(Extracted information Opens)

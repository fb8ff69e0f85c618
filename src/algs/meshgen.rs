//! Structured tetrahedral meshes of boxes.
//!
//! Each hexahedral cell is cut into six tetrahedra along its main diagonal
//! (Kuhn subdivision), so neighbouring cells always agree on their shared
//! face diagonals and the result is conforming.

use crate::geometry::metric::{Metric, MetricKind};
use crate::geometry::quality::tetra_volume;
use crate::topology::adjacency::Adjacency;
use crate::topology::entity::{FaceFlags, Point, PointFlags, Tetra};
use crate::topology::group::Group;
use itertools::iproduct;

const AXIS_ORDERS: [[usize; 3]; 6] = [
    [0, 1, 2],
    [0, 2, 1],
    [1, 0, 2],
    [1, 2, 0],
    [2, 0, 1],
    [2, 1, 0],
];

/// Mesh the box `[0,lx] x [0,ly] x [0,lz]` with `nx * ny * nz` cells.
///
/// Points get global ids `1..=np`; boundary faces and points are flagged
/// [`FaceFlags::BOUNDARY`] / [`PointFlags::BOUNDARY`]. The metric is empty.
pub fn box_mesh(n: [usize; 3], l: [f64; 3]) -> Group {
    let [nx, ny, nz] = n;
    let vid = |i: usize, j: usize, k: usize| i + (nx + 1) * (j + (ny + 1) * k);

    let mut points = Vec::with_capacity((nx + 1) * (ny + 1) * (nz + 1));
    for (k, j, i) in iproduct!(0..=nz, 0..=ny, 0..=nx) {
        let coords = [
            l[0] * i as f64 / nx.max(1) as f64,
            l[1] * j as f64 / ny.max(1) as f64,
            l[2] * k as f64 / nz.max(1) as f64,
        ];
        points.push(Point::new(coords, points.len() as u64 + 1));
    }

    let mut tetras = Vec::with_capacity(6 * nx * ny * nz);
    for (k, j, i) in iproduct!(0..nz, 0..ny, 0..nx) {
        let corner = |bits: usize| vid(i + (bits & 1), j + ((bits >> 1) & 1), k + ((bits >> 2) & 1));
        for order in AXIS_ORDERS {
            let b1 = 1 << order[0];
            let b2 = b1 | (1 << order[1]);
            let mut t = Tetra::new([corner(0), corner(b1), corner(b2), corner(7)]);
            if tetra_volume(&points, &t) < 0.0 {
                t.flip();
            }
            tetras.push(t);
        }
    }

    if let Ok(adj) = Adjacency::build(&tetras, 0) {
        for (kt, i) in adj.free_faces().collect::<Vec<_>>() {
            tetras[kt].faces[i].insert(FaceFlags::BOUNDARY);
            for v in tetras[kt].face_vertices(i) {
                points[v].flags.insert(PointFlags::BOUNDARY);
            }
        }
    }

    Group::new(points, tetras, Metric::empty(MetricKind::Isotropic))
}

/// Unit cube with `nx * ny * nz` cells (`6 * nx * ny * nz` tetrahedra).
pub fn cube_mesh(nx: usize, ny: usize, nz: usize) -> Group {
    box_mesh([nx, ny, nz], [1.0; 3])
}

#[cfg(test)]
mod tests {
    use super::*;
    use crate::debug_invariants::DebugInvariants;

    #[test]
    fn kuhn_cube_is_conforming() {
        let g = cube_mesh(3, 2, 2);
        g.validate_invariants().unwrap();
        assert_eq!(g.n_tetra(), 72);
        assert_eq!(g.n_points(), 4 * 3 * 3);
        let adj = g.adjacency(0).unwrap();
        // boundary of a 3x2x2 box: 2 triangles per cell face on the surface
        let surface_quads = 2 * (3 * 2 + 3 * 2 + 2 * 2);
        assert_eq!(adj.free_faces().count(), 2 * surface_quads);
        assert!((g.volume() - 1.0).abs() < 1e-12);
    }

    #[test]
    fn boundary_points_are_flagged() {
        let g = cube_mesh(2, 2, 2);
        let interior: Vec<_> = g
            .points()
            .iter()
            .filter(|p| !p.flags.contains(PointFlags::BOUNDARY))
            .collect();
        assert_eq!(interior.len(), 1);
        assert_eq!(interior[0].coords, [0.5, 0.5, 0.5]);
    }
}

(Extracted information Closes)

What is expected: The word "empty" may appear in several lines of the data; count those lines and give only the number.

Your solution: 2